Посумерничаем

Арефьева Лидия
         Печка была совсем крохотная по деревенским понятиям, баба Катя сухонькая, а я - маленькая, нам было тепло и хорошо зимними сумеречными вечерами. Когда за окном мельтешили белые буранинки, прилипая к уже осевшим на кухонном окне, когда в трубе, занимавшей чуть ли не всю печь, смеялся и завывал невидимый ветер, поближе придвинувшись к бабе Кате, я замолкала.

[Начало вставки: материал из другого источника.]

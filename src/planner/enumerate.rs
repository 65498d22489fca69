// Path enumerators - lazy linear-path sequences over the action tree
//
// All three strategies share one agenda-based walker; only the frontier
// (which pending state to advance next) differs. Canonical order uses a
// LIFO frontier (depth-first, tree-definition order); the fewest-steps and
// lowest-weight orders use a cost-ordered frontier. Emitted step costs are
// all positive and a state re-queues whenever it pays one, so completed
// paths pop in non-decreasing metric order.
use crate::models::{ActionNode, ActionPath, ActionStep, GoalNode, Inventory, PlanTree};
use crate::planner::weight::PathWeigher;
use std::cmp::Ordering;
use std::collections::{BinaryHeap, HashSet, VecDeque};

#[derive(Debug, Clone, Default)]
pub struct EnumerateOptions {
    pub inventory: Inventory,
}

#[derive(Debug, Clone, Copy)]
enum AgendaItem<'t> {
    Goal(&'t GoalNode),
    Action(&'t ActionNode),
    Emit(&'t ActionStep),
}

/// One partial walk: what is still pending plus what was already emitted.
#[derive(Debug, Clone)]
struct SearchState<'t> {
    agenda: VecDeque<AgendaItem<'t>>,
    steps: Vec<ActionStep>,
    acquired: HashSet<String>,
    cost: f64,
    seq: u64,
}

impl<'t> SearchState<'t> {
    fn initial(root: &'t GoalNode) -> Self {
        let mut agenda = VecDeque::new();
        agenda.push_front(AgendaItem::Goal(root));
        Self {
            agenda,
            steps: Vec::new(),
            acquired: HashSet::new(),
            cost: 0.0,
            seq: 0,
        }
    }
}

struct CostEntry<'t>(SearchState<'t>);

impl PartialEq for CostEntry<'_> {
    fn eq(&self, other: &Self) -> bool {
        self.0.cost.total_cmp(&other.0.cost) == Ordering::Equal && self.0.seq == other.0.seq
    }
}

impl Eq for CostEntry<'_> {}

impl PartialOrd for CostEntry<'_> {
    fn partial_cmp(&self, other: &Self) -> Option<Ordering> {
        Some(self.cmp(other))
    }
}

impl Ord for CostEntry<'_> {
    fn cmp(&self, other: &Self) -> Ordering {
        // Reversed for a min-heap: lowest cost wins, insertion order breaks ties
        other
            .0
            .cost
            .total_cmp(&self.0.cost)
            .then_with(|| other.0.seq.cmp(&self.0.seq))
    }
}

/// Which pending state advances next. New states of one OR-branch arrive in
/// alternative order.
enum Frontier<'t> {
    /// LIFO: depth-first walk in tree-definition order.
    DepthFirst(Vec<SearchState<'t>>),
    /// Uniform-cost: lowest accumulated metric first.
    CostOrdered(BinaryHeap<CostEntry<'t>>),
}

impl<'t> Frontier<'t> {
    fn push_branch(&mut self, states: Vec<SearchState<'t>>) {
        match self {
            // Reversed so the first alternative pops first
            Frontier::DepthFirst(stack) => stack.extend(states.into_iter().rev()),
            Frontier::CostOrdered(heap) => heap.extend(states.into_iter().map(CostEntry)),
        }
    }

    fn pop(&mut self) -> Option<SearchState<'t>> {
        match self {
            Frontier::DepthFirst(stack) => stack.pop(),
            Frontier::CostOrdered(heap) => heap.pop().map(|entry| entry.0),
        }
    }
}

#[derive(Debug, Clone, Copy)]
enum CostMetric {
    /// Canonical order: the frontier ignores cost entirely.
    None,
    StepCount,
    Weight,
}

/// Shared single-pass walker. Holds cursor state between pulls; build a
/// fresh one to re-enumerate. May yield a very large number of paths for
/// branchy trees - cap consumption externally.
struct PathWalker<'t> {
    tree: &'t PlanTree,
    frontier: Frontier<'t>,
    metric: CostMetric,
    weigher: PathWeigher<'t>,
    inventory: Inventory,
    next_seq: u64,
}

impl<'t> PathWalker<'t> {
    fn new(tree: &'t PlanTree, frontier: Frontier<'t>, metric: CostMetric, options: &EnumerateOptions) -> Self {
        let mut walker = Self {
            tree,
            frontier,
            metric,
            weigher: PathWeigher::new(tree.budget.as_ref()),
            inventory: options.inventory.clone(),
            next_seq: 1,
        };
        walker
            .frontier
            .push_branch(vec![SearchState::initial(&tree.root)]);
        walker
    }

    fn step_cost(&self, step: &ActionStep) -> f64 {
        match self.metric {
            CostMetric::None => 0.0,
            CostMetric::StepCount => 1.0,
            CostMetric::Weight => self.weigher.step_weight(step),
        }
    }

    /// The persistent item this step acquires, if any.
    fn persistent_name(&self, step: &ActionStep) -> Option<&str> {
        let produced = step.produced_item();
        self.tree
            .persistent_items
            .iter()
            .find(|p| p.as_str() == produced)
            .map(String::as_str)
    }

    /// Advance one state until it branches, pays a cost, dies, or completes.
    fn advance(&mut self, mut state: SearchState<'t>) -> Option<ActionPath> {
        loop {
            let Some(front) = state.agenda.pop_front() else {
                return Some(ActionPath { steps: state.steps });
            };
            match front {
                AgendaItem::Goal(goal) => {
                    if goal.satisfied {
                        continue;
                    }
                    match goal.alternatives.as_slice() {
                        [] => return None, // dead branch
                        [only] => {
                            state.agenda.push_front(AgendaItem::Action(only));
                        }
                        alternatives => {
                            let mut successors = Vec::with_capacity(alternatives.len());
                            for alternative in alternatives {
                                let mut successor = state.clone();
                                successor
                                    .agenda
                                    .push_front(AgendaItem::Action(alternative));
                                successor.seq = self.next_seq;
                                self.next_seq += 1;
                                successors.push(successor);
                            }
                            self.frontier.push_branch(successors);
                            return None; // consumed into the frontier
                        }
                    }
                }
                AgendaItem::Action(node) => {
                    // Post-order: requirements first, then the step itself
                    state.agenda.push_front(AgendaItem::Emit(&node.step));
                    for requirement in node.requirements.iter().rev() {
                        state.agenda.push_front(AgendaItem::Goal(requirement));
                    }
                }
                AgendaItem::Emit(step) => {
                    // Persistent resources are acquired at most once per
                    // path, and never when the starting inventory has one
                    if let Some(name) = self.persistent_name(step) {
                        if state.acquired.contains(name) || self.inventory.count(name) > 0 {
                            continue;
                        }
                        state.acquired.insert(name.to_string());
                    }
                    state.cost += self.step_cost(step);
                    state.steps.push(step.clone());
                    // Paying a cost re-queues the state so a cheaper pending
                    // state gets to finish first - this is what keeps each
                    // ordering monotonic in its metric
                    self.frontier.push_branch(vec![state]);
                    return None;
                }
            }
        }
    }

    fn next_path(&mut self) -> Option<ActionPath> {
        while let Some(state) = self.frontier.pop() {
            if let Some(path) = self.advance(state) {
                return Some(path);
            }
        }
        None
    }
}

/// Lazy sequence of paths in tree-definition order - the reference set of
/// what paths exist at all. Single-pass and non-restartable; exhaustion is
/// the normal termination signal.
pub struct CanonicalPaths<'t> {
    walker: PathWalker<'t>,
}

/// Lazy sequence of paths in non-decreasing step count.
pub struct ShortestPaths<'t> {
    walker: PathWalker<'t>,
}

/// Lazy sequence of paths in non-decreasing total weight.
pub struct CheapestPaths<'t> {
    walker: PathWalker<'t>,
}

pub fn canonical_paths<'t>(tree: &'t PlanTree, options: &EnumerateOptions) -> CanonicalPaths<'t> {
    CanonicalPaths {
        walker: PathWalker::new(tree, Frontier::DepthFirst(Vec::new()), CostMetric::None, options),
    }
}

pub fn shortest_paths<'t>(tree: &'t PlanTree, options: &EnumerateOptions) -> ShortestPaths<'t> {
    ShortestPaths {
        walker: PathWalker::new(
            tree,
            Frontier::CostOrdered(BinaryHeap::new()),
            CostMetric::StepCount,
            options,
        ),
    }
}

pub fn cheapest_paths<'t>(tree: &'t PlanTree, options: &EnumerateOptions) -> CheapestPaths<'t> {
    CheapestPaths {
        walker: PathWalker::new(
            tree,
            Frontier::CostOrdered(BinaryHeap::new()),
            CostMetric::Weight,
            options,
        ),
    }
}

impl Iterator for CanonicalPaths<'_> {
    type Item = ActionPath;

    fn next(&mut self) -> Option<ActionPath> {
        self.walker.next_path()
    }
}

impl Iterator for ShortestPaths<'_> {
    type Item = ActionPath;

    fn next(&mut self) -> Option<ActionPath> {
        self.walker.next_path()
    }
}

impl Iterator for CheapestPaths<'_> {
    type Item = ActionPath;

    fn next(&mut self) -> Option<ActionPath> {
        self.walker.next_path()
    }
}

         У нас было какое-то внутреннее понимание и потребность друг в друге. Ее душа так много пережившая и перестрадавшая, жаждала внимания и участия, а моя, только входящая в мир, жадно ловила все новое, незнакомое, необычное.
         Баба Катя рассказывала, а я слушала. Она гладила меня по стриженым ножницами лохмам, и голос ее приглушенно и ласково журчал, будто весенний ручеек среди зимы.
         Это был один и тот же рассказ, одна и та же история, история ее жизни, столь обычной и необычной в будни и праздники. Она была искусной рассказчицей. После грустной истории, всегда шла озорная, веселая, после серьезной - радостная.
         В прошлый раз мы дошли до войны, большой Отечественной, потому как про гражданскую и революцию и даже про “до революции” баба Катя уже рассказывала мне, хотя и частенько возвращалась к своей молодости.
         Сегодняшнюю историю я ждала с особым нетерпением, ведь речь в ней пойдет о моем отце, старшем сыне бабы Кати. Но... баба Катя рассказывать про отца не стала, а я не осмелилась ей напомнить. Она сказала только, что проводила всех троих своих сыновей: Игната- отца моего, Алексея да Ивана на фронт, и стала рассказывать, как трудно жилось в те годы в деревне, как ели лебеду и пухли ноги от труда непосильного и недоедания.
         Я много раз слышала об этом и, может, оттого, что еще мала была, не воспринимала рассказ, как трагедию. Разморенная теплыми печными боками, угревшись, я стала задремывать. Неожиданно, будто кто толкнул меня, я насторожилась и стала вслушиваться в слова бабы Кати, что-то в них меня поразило.
         ...- и вот, значит, стою это я у печи, только-только ухватила сковороду, а он, будто привидение какое, показался в окне да исчез, у меня сковородка-то и выпала, и сковородник из рук вывалился. Глянула в окно опять, а там уж никого. Перекрестилась. Почудилось, думаю. Да и стала с полу-то синюшные оладьи подбирать. Подбираю да ворчу...
         Однако чувствую, кто-то в избе стоит, а лето было, дверь-то в сенцы открыта. Тут я и замерла. Кто же это?.. Знаю, что не чужой, а головы поднять не могу, отяжелела она, будто вся кровь в нее кинулась. Гляжу - сапоги... Уж и не помню, как вскочила. - Ванюша!- кричу, - Ванюшка! Жив, родимый, - да к ему, ощупываю руки, лицо, грудь - все его. только обличьем-то вроде, как чужой стал, совсем мужик - мужиком. А уходил из дому с пушком заместо усов...
         Баба Катя примолкла, пожевала запавшими ниточками губ, да-а, - и утерла краешком платка уголки глаз... Помолчала.
         - Да-а, мальчонкой уходил в армию еще до войны. Только домой бы возвернуться, а тут она война, трижды проклятая. Так и попал к ей в самое пекло, под Брестой служил. Больше всех братьев ему досталось, пять раз в танхе горел, а вот живой остался. До Берлину дошел. А уж я за него молила Бога, может, и моя  материнская молитва спасла его.
         Уж в конце войны принесли мне похоронку, мол, пал смертью храбрых сын ваш Иван Федорович... И больше ни слуху, ни духу. А тут вишь, возвернулся, оттого и сковороду уронила, мертвые-то вроде не воскресают.
         Да-а, чего только не бывает,- вздыхает баба Катя. И уж совсем не для меня, а как-то скороговоркой,- теперь вот, сукин сын, вовсе замотался со своими бабами, и про мать забыл, хоть бы гостинчик прислал, аль открытку на праздник... Ну, да бог с ним,- совсем смиренно, вздыхает она,- пусть себе живет, матери-то они всегда своих детей непутевых простят, да только обижать их не следоват, слышь, не следоват.